The result: if you have a home station, you fuel your car for free (provided you've used solar energy), and if you don't, you fuel it up at the public station using an air-hose style pump and pay whatever the charge is

Where Are Hydrogen Fuel Stations Located?

With the exception of Southern California, you won't find many hydrogen fuel stations yet. There are a handful in Europe, where they are used to power hydrogen buses. Iceland is the first country to implement a nationwide process of replacing traditional fuel stations with hydrogen stations. Japan, always fast to embrace new technology, is following suit, and you'll find scattered fuel stations in a few other places: New York City, Washington DC, and British Columbia (in advance of the 2010 Winter Games).

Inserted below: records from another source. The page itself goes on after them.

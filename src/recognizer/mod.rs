pub mod nats;
pub mod service;

pub use nats::NatsRecognizer;
pub use service::{
    RecognitionResult, RecognitionSession, RecognizerConfig, RecognizerService, SessionEvent,
};
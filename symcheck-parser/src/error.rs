use thiserror::Error;

/// The ways in which cleaning up or parsing untrusted input can fail.
///
/// The detailed cause of a parse failure is logged when it occurs; use
/// [`parse_expr_diagnostic`](crate::parse_expr_diagnostic) to obtain it as a value.
#[derive(Debug, Clone, PartialEq, Eq, Error)]
pub enum Error {
    /// The input contained characters outside the whitelist, and the caller asked for such input
    /// to be rejected.
    #[error("unexpected input characters provided")]
    UnsafeInput,

    /// The input could not be turned into an expression tree.
    #[error("failed to parse expression: {0}")]
    ParseFailure(String),
}

impl From<symcheck_error::Error> for Error {
    fn from(err: symcheck_error::Error) -> Self {
        Self::ParseFailure(err.kind.message())
    }
}
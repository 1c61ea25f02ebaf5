//! Structs to help parse binary and unary operators.

use crate::tokenizer::{Token, TokenKind};
use super::{Associativity, Precedence};
use std::ops::Range;

/// The unary operation that is being performed.
#[derive(Debug, Clone, Copy, PartialEq)]
pub enum UnaryOpKind {
    Neg,
    Plus,
}

/// A unary operator that takes one operand, appearing to the left of it.
#[derive(Debug, Clone, PartialEq)]
pub struct UnaryOp {
    /// The kind of unary operator.
    pub kind: UnaryOpKind,

    /// The region of the source code that this operator was parsed from.
    pub span: Range<usize>,
}

impl UnaryOp {
    /// Returns the unary operator the token stands for, if any.
    pub fn from_token(token: &Token) -> Option<Self> {
        let kind = match token.kind {
            TokenKind::Sub => UnaryOpKind::Neg,
            TokenKind::Add => UnaryOpKind::Plus,
            _ => return None,
        };
        Some(Self { kind, span: token.span.clone() })
    }

    /// Returns the precedence of the unary operator.
    pub fn precedence(&self) -> Precedence {
        Precedence::Neg
    }
}

/// The binary operation that is being performed.
#[derive(Debug, Clone, Copy, PartialEq)]
pub enum BinOpKind {
    Pow,
    Mul,
    Div,
    Add,
    Sub,
    Eq,
    Less,
    LessEq,
    Greater,
    GreaterEq,
}

impl BinOpKind {
    /// Returns the precedence of the binary operation.
    pub fn precedence(&self) -> Precedence {
        match self {
            Self::Pow => Precedence::Pow,
            Self::Mul | Self::Div => Precedence::Factor,
            Self::Add | Self::Sub => Precedence::Term,
            Self::Eq | Self::Less | Self::LessEq | Self::Greater | Self::GreaterEq => Precedence::Compare,
        }
    }

    /// Returns the associativity of the binary operation.
    pub fn associativity(&self) -> Associativity {
        match self {
            Self::Pow => Associativity::Right,
            _ => Associativity::Left,
        }
    }

    /// Returns true if the operation is a comparison.
    pub fn is_comparison(&self) -> bool {
        self.precedence() == Precedence::Compare
    }
}

/// A binary operator that takes two operands.
#[derive(Debug, Clone, PartialEq)]
pub struct BinOp {
    /// The kind of binary operator.
    pub kind: BinOpKind,

    /// The region of the source code that this operator was parsed from.
    pub span: Range<usize>,
}

impl BinOp {
    /// Returns the binary operator the token stands for, if any.
    pub fn from_token(token: &Token) -> Option<Self> {
        let kind = match token.kind {
            TokenKind::Pow => BinOpKind::Pow,
            TokenKind::Mul => BinOpKind::Mul,
            TokenKind::Div => BinOpKind::Div,
            TokenKind::Add => BinOpKind::Add,
            TokenKind::Sub => BinOpKind::Sub,
            TokenKind::Eq => BinOpKind::Eq,
            TokenKind::Less => BinOpKind::Less,
            TokenKind::LessEq => BinOpKind::LessEq,
            TokenKind::Greater => BinOpKind::Greater,
            TokenKind::GreaterEq => BinOpKind::GreaterEq,
            _ => return None,
        };
        Some(Self { kind, span: token.span.clone() })
    }

    /// Returns the precedence of the binary operator.
    pub fn precedence(&self) -> Precedence {
        self.kind.precedence()
    }

    /// Returns the associativity of the binary operator.
    pub fn associativity(&self) -> Associativity {
        self.kind.associativity()
    }
}
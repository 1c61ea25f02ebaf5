use crate::{bindings::{Binding, Bindings}, tokenizer::{Token, TokenKind}};

/// Returns true if the token can be the last token of an operand.
fn ends_operand(token: &Token, bindings: &Bindings) -> bool {
    match token.kind {
        TokenKind::Integer | TokenKind::Decimal | TokenKind::Symbol | TokenKind::CloseParen => true,
        TokenKind::Name => matches!(bindings.get(token.lexeme), Some(Binding::Constant(_))),
        _ => false,
    }
}

/// Returns true if the token can be the first token of an operand.
fn starts_operand(token: &Token, bindings: &Bindings) -> bool {
    match token.kind {
        TokenKind::Integer | TokenKind::Decimal | TokenKind::Symbol | TokenKind::OpenParen => true,
        TokenKind::Name => bindings.is_bound(token.lexeme),
        _ => false,
    }
}

/// Inserts `*` between adjacent operands, such as in `2x`, `x(x + 1)` or `(a)(b)`.
///
/// Function names are never the end of an operand, so `sin(x)` stays a call.
pub fn implicit_multiplication<'source>(tokens: Vec<Token<'source>>, bindings: &Bindings) -> Vec<Token<'source>> {
    let mut out: Vec<Token<'source>> = Vec::with_capacity(tokens.len());

    for token in tokens {
        if let Some(prev) = out.last() {
            if ends_operand(prev, bindings) && starts_operand(&token, bindings) {
                out.push(Token::synthetic(TokenKind::Mul, "*", token.span.start));
            }
        }
        out.push(token);
    }

    out
}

The problem right now isn't a lack of technology. Instead, it's three other very practical considerations:

* The cost of building a hydrogen fuel station is prohibitive, though it will certainly drop in the future, and currently only projects subsidized by a government are viable.

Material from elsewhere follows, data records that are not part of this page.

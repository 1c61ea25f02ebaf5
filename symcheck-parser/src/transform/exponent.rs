use crate::{bindings::Bindings, tokenizer::{Token, TokenKind}};

/// Returns the index of the parenthesis matching the `(` at `open`, if any.
fn matching_paren(tokens: &[Token], open: usize) -> Option<usize> {
    let mut depth = 0usize;
    for (i, token) in tokens.iter().enumerate().skip(open) {
        match token.kind {
            TokenKind::OpenParen => depth += 1,
            TokenKind::CloseParen => {
                depth -= 1;
                if depth == 0 {
                    return Some(i);
                }
            },
            _ => (),
        }
    }
    None
}

/// Finds the exponent of `f ** e * (args)`, where the `**` is at `pow`. Returns the index of the
/// `*` that ends the exponent.
///
/// The exponent cannot contain a sum, difference or comparison outside of parentheses, except for
/// a leading sign.
fn exponent_end(tokens: &[Token], pow: usize) -> Option<usize> {
    let mut depth = 0usize;
    for i in pow + 1..tokens.len() {
        match tokens[i].kind {
            TokenKind::OpenParen => depth += 1,
            TokenKind::CloseParen => depth = depth.checked_sub(1)?,
            TokenKind::Mul if depth == 0 && i > pow + 1 => {
                if tokens.get(i + 1).is_some_and(|next| next.is(TokenKind::OpenParen)) {
                    return Some(i);
                }
            },
            TokenKind::Add | TokenKind::Sub if depth == 0 && i == pow + 1 => (),
            TokenKind::Add | TokenKind::Sub | TokenKind::Eq | TokenKind::Less | TokenKind::LessEq
                | TokenKind::Greater | TokenKind::GreaterEq | TokenKind::Comma if depth == 0 => return None,
            _ => (),
        }
    }
    None
}

/// Moves the exponent of a function raised to a power after its arguments, so that `sin**2(x)`
/// (written `sin^2(x)` or `sin²(x)`) is read as `sin(x)**2`.
///
/// This pass runs after [`implicit_multiplication`](super::implicit_multiplication), which has
/// already inserted a `*` between the exponent and the opening parenthesis of the arguments. That
/// `*` marks the end of the exponent, and is dropped. If the pattern is incomplete, the tokens are
/// left unchanged.
pub fn function_exponentiation<'source>(mut tokens: Vec<Token<'source>>, bindings: &Bindings) -> Vec<Token<'source>> {
    let mut i = 0;
    while i + 1 < tokens.len() {
        let is_callable = tokens[i].is(TokenKind::Name)
            && bindings.get(tokens[i].lexeme).is_some_and(|binding| binding.is_callable());
        if is_callable && tokens[i + 1].is(TokenKind::Pow) {
            let pow = i + 1;
            let moved = exponent_end(&tokens, pow).and_then(|mul| {
                let close = matching_paren(&tokens, mul + 1)?;
                Some((mul, close))
            });

            if let Some((mul, close)) = moved {
                // name, exponent (`**` included), `*`, arguments, rest
                let rest = tokens.split_off(close + 1);
                let args = tokens.split_off(mul + 1);
                tokens.truncate(mul);
                let exponent = tokens.split_off(pow);
                tokens.extend(args);
                tokens.extend(exponent);
                tokens.extend(rest);
            }
        }
        i += 1;
    }
    tokens
}

#[cfg(test)]
mod tests {
    use crate::transform::tests::transform;
    use pretty_assertions::assert_eq;
    use rstest::rstest;

    #[rstest]
    #[case("sin^2(x)", "sin ( x ) ** 2")]
    #[case("sin**2(x)", "sin ( x ) ** 2")]
    #[case("cos^(1 + 1)(x + y)", "cos ( x + y ) ** ( 1 + 1 )")]
    #[case("tan^-1(x)", "tan ( x ) ** - 1")]
    #[case("sin^2(x) + cos^2(x)", "sin ( x ) ** 2 + cos ( x ) ** 2")]
    #[case("sin^2 + cos(x)", "sin ** 2 + cos ( x )")]
    #[case("sin^2", "sin ** 2")]
    #[case("x^2(y)", "x ** 2 * ( y )")]
    fn exponent_placement(#[case] input: &str, #[case] expected: &str) {
        assert_eq!(transform(input), expected);
    }
}
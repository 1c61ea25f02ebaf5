use crate::{
    parser::{
        ast::{
            binary::Binary,
            call::Call,
            literal::Literal,
            paren::Paren,
            unary::Unary,
        },
        Parse,
        Parser,
        Precedence,
    },
    kind,
    tokenizer::TokenKind,
};
use std::ops::Range;
use symcheck_error::Error;

/// Represents any kind of expression.
#[derive(Debug, Clone, PartialEq)]
pub enum Expr {
    /// A single-token expression, such as a number or a name.
    Literal(Literal),

    /// A parenthesized expression, such as `(1 + 2)`.
    Paren(Paren),

    /// A function call, such as `sin(x)`.
    Call(Call),

    /// A unary operation, such as `-1`.
    Unary(Unary),

    /// A binary operation, such as `1 + 2`.
    Binary(Binary),
}

impl Expr {
    /// Returns the span of the expression.
    pub fn span(&self) -> Range<usize> {
        match self {
            Expr::Literal(literal) => literal.span(),
            Expr::Paren(paren) => paren.span(),
            Expr::Call(call) => call.span(),
            Expr::Unary(unary) => unary.span(),
            Expr::Binary(binary) => binary.span(),
        }
    }

    /// Parses an expression that cannot be split by an operator: a literal, a call, or a
    /// parenthesized expression.
    pub fn parse_primary(input: &mut Parser) -> Result<Self, Error> {
        let Some(token) = input.current_token() else {
            return Err(input.error(kind::UnexpectedEof));
        };

        match token.kind {
            TokenKind::Name if input.peek(1).is_some_and(|next| next.is(TokenKind::OpenParen)) => {
                Call::parse(input).map(Self::Call)
            },
            TokenKind::Integer | TokenKind::Decimal | TokenKind::Symbol | TokenKind::Name => {
                Literal::parse(input).map(Self::Literal)
            },
            TokenKind::OpenParen => Paren::parse(input).map(Self::Paren),
            _ => Err(input.unexpected(token, &[
                TokenKind::Integer,
                TokenKind::Decimal,
                TokenKind::Symbol,
                TokenKind::Name,
                TokenKind::OpenParen,
                TokenKind::Add,
                TokenKind::Sub,
            ])),
        }
    }
}

impl Parse for Expr {
    fn parse(input: &mut Parser) -> Result<Self, Error> {
        let lhs = Unary::parse_or_lower(input)?;
        Binary::parse_expr(input, lhs, Precedence::Any)
    }
}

* There isn't a huge demand for hydrogen fuel stations yet, partly because there aren't enough stations to support a large number of hydrogen cars yet.

* All hydrogen stations must be built in population-dense areas right now, so the range of hydrogen cars is limited, which limits their use enough to discourage widespread adoption.,

A combination of consumer demand and government subsidy is certain to edge hydrogen fuel stations to the point where they become a viable and vital part of our transportation networks.

It is certain that when we do have adequate infrastructure to support hydrogen-based vehicles, energy prices will drop sharply and output of carbon-based pollution will follow suit. Not only is the technology clean and reliable, it's probably going to be a new starting point for a burst of human development, just as the first steam engine, the first car, and the first airplane were.

So when will this be? Current estimates put widespread adoption of hydrogen cars at about five years. The process may be accelerated by government support of fuel station building, but it's more likely that the process will be a little slower, with the dense metropolitan areas adopting long before more remote areas and private fleets adopting the technology before anyone else.